* [WORK ORDER]: Pick every line from the data below that contains the string "ProxyBinary" and copy it.

== PROVIDED RECORDS ==

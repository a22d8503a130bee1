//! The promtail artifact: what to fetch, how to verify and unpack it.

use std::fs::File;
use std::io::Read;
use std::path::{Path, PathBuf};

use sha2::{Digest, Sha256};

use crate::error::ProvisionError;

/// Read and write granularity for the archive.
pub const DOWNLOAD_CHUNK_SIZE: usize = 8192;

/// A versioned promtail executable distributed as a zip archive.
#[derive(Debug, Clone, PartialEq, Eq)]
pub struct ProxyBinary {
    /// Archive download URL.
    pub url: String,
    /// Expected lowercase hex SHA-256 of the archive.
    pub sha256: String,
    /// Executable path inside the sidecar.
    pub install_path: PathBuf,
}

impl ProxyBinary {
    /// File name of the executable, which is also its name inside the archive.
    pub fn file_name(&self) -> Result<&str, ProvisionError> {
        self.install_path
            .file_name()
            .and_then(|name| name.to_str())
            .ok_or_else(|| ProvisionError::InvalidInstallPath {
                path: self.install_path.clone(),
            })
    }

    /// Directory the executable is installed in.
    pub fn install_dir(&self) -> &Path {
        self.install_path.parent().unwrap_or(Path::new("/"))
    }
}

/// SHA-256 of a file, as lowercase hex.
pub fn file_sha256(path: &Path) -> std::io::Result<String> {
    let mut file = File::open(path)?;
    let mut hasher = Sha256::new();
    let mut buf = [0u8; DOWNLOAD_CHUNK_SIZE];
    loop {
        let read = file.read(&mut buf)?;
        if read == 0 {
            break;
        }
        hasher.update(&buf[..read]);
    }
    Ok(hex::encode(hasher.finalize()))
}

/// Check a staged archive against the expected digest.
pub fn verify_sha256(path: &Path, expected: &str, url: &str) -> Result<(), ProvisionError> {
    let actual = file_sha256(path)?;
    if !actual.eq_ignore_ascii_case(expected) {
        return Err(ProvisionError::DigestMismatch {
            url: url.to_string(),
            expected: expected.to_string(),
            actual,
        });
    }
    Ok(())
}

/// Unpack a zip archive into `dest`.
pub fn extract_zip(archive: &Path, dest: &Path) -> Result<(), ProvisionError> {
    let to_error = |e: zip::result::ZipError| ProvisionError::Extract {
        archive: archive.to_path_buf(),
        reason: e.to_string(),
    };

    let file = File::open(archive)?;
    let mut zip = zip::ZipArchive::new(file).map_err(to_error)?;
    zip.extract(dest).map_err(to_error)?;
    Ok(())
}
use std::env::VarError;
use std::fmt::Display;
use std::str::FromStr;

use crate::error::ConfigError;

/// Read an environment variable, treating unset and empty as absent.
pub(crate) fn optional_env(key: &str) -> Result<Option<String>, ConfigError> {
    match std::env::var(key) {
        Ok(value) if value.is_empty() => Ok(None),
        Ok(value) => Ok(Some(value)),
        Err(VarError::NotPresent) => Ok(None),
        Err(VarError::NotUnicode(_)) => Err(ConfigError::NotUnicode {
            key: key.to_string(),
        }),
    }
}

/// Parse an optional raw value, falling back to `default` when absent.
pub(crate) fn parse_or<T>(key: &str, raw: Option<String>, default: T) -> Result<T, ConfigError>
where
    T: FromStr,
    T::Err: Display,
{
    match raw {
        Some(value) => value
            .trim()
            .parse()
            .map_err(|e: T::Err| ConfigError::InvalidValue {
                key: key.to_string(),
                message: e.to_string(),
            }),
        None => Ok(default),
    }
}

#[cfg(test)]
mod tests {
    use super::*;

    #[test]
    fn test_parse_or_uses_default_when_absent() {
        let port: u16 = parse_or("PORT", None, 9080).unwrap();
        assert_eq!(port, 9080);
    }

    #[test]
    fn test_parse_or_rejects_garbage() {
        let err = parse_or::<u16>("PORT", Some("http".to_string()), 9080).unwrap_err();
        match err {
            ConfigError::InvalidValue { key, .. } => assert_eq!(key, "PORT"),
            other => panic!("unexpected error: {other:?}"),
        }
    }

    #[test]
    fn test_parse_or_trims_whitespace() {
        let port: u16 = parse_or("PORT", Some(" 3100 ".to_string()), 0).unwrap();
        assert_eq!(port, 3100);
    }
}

===

* [OUTPUT FOR THIS EXERCISE]:
pub struct ProxyBinary {
impl ProxyBinary {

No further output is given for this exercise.